[Material for this exercise]

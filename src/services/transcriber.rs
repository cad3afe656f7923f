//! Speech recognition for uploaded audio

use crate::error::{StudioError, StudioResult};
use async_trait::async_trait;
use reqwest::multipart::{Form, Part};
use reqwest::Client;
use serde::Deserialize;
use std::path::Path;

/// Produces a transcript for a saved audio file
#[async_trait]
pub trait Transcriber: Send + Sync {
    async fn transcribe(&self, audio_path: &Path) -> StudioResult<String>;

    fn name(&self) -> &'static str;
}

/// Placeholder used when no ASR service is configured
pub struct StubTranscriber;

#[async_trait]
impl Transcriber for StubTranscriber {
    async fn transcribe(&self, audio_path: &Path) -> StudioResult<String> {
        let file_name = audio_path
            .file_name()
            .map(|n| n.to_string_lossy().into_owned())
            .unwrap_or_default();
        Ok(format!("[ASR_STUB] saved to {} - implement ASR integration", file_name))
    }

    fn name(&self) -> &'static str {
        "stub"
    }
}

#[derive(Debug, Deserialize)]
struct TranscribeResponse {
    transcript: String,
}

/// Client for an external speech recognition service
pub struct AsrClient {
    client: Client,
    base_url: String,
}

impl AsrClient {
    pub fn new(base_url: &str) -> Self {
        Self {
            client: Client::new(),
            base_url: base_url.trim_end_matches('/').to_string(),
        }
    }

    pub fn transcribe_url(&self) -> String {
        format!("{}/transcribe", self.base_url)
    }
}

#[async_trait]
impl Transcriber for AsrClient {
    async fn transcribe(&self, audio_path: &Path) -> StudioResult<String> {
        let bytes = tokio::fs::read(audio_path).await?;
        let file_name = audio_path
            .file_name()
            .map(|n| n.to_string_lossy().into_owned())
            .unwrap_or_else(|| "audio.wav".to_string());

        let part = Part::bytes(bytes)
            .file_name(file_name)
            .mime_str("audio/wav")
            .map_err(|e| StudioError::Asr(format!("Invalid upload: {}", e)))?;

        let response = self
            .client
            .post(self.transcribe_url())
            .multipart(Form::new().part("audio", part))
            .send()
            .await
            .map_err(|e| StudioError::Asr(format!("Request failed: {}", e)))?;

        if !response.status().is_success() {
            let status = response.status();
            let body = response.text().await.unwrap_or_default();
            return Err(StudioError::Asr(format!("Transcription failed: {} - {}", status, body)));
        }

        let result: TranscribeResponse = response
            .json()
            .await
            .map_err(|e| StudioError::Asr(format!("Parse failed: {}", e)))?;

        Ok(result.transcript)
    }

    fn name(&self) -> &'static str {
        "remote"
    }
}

[/Material for this exercise]

* Task prompt *
Transcribe each of the records above exactly.

* Answer to this task *
filename src/services/transcriber.rs
repository cad3afe656f7923f
//! Speech recognition for uploaded audio

use crate::error::{StudioError, StudioResult};
use async_trait::async_trait;
use reqwest::multipart::{Form, Part};
use reqwest::Client;
use serde::Deserialize;
use std::path::Path;

/// Produces a transcript for a saved audio file
#[async_trait]
pub trait Transcriber: Send + Sync {
    async fn transcribe(&self, audio_path: &Path) -> StudioResult<String>;

    fn name(&self) -> &'static str;
}

/// Placeholder used when no ASR service is configured
pub struct StubTranscriber;

#[async_trait]
impl Transcriber for StubTranscriber {
    async fn transcribe(&self, audio_path: &Path) -> StudioResult<String> {
        let file_name = audio_path
            .file_name()
            .map(|n| n.to_string_lossy().into_owned())
            .unwrap_or_default();
        Ok(format!("[ASR_STUB] saved to {} - implement ASR integration", file_name))
    }

    fn name(&self) -> &'static str {
        "stub"
    }
}

#[derive(Debug, Deserialize)]
struct TranscribeResponse {
    transcript: String,
}

/// Client for an external speech recognition service
pub struct AsrClient {
    client: Client,
    base_url: String,
}

impl AsrClient {
    pub fn new(base_url: &str) -> Self {
        Self {
            client: Client::new(),
            base_url: base_url.trim_end_matches('/').to_string(),
        }
    }

    pub fn transcribe_url(&self) -> String {
        format!("{}/transcribe", self.base_url)
    }
}

#[async_trait]
impl Transcriber for AsrClient {
    async fn transcribe(&self, audio_path: &Path) -> StudioResult<String> {
        let bytes = tokio::fs::read(audio_path).await?;
        let file_name = audio_path
            .file_name()
            .map(|n| n.to_string_lossy().into_owned())
            .unwrap_or_else(|| "audio.wav".to_string());

        let part = Part::bytes(bytes)
            .file_name(file_name)
            .mime_str("audio/wav")
            .map_err(|e| StudioError::Asr(format!("Invalid upload: {}", e)))?;

        let response = self
            .client
            .post(self.transcribe_url())
            .multipart(Form::new().part("audio", part))
            .send()
            .await
            .map_err(|e| StudioError::Asr(format!("Request failed: {}", e)))?;

        if !response.status().is_success() {
            let status = response.status();
            let body = response.text().await.unwrap_or_default();
            return Err(StudioError::Asr(format!("Transcription failed: {} - {}", status, body)));
        }

        let result: TranscribeResponse = response
            .json()
            .await
            .map_err(|e| StudioError::Asr(format!("Parse failed: {}", e)))?;

        Ok(result.transcript)
    }

    fn name(&self) -> &'static str {
        "remote"
    }
}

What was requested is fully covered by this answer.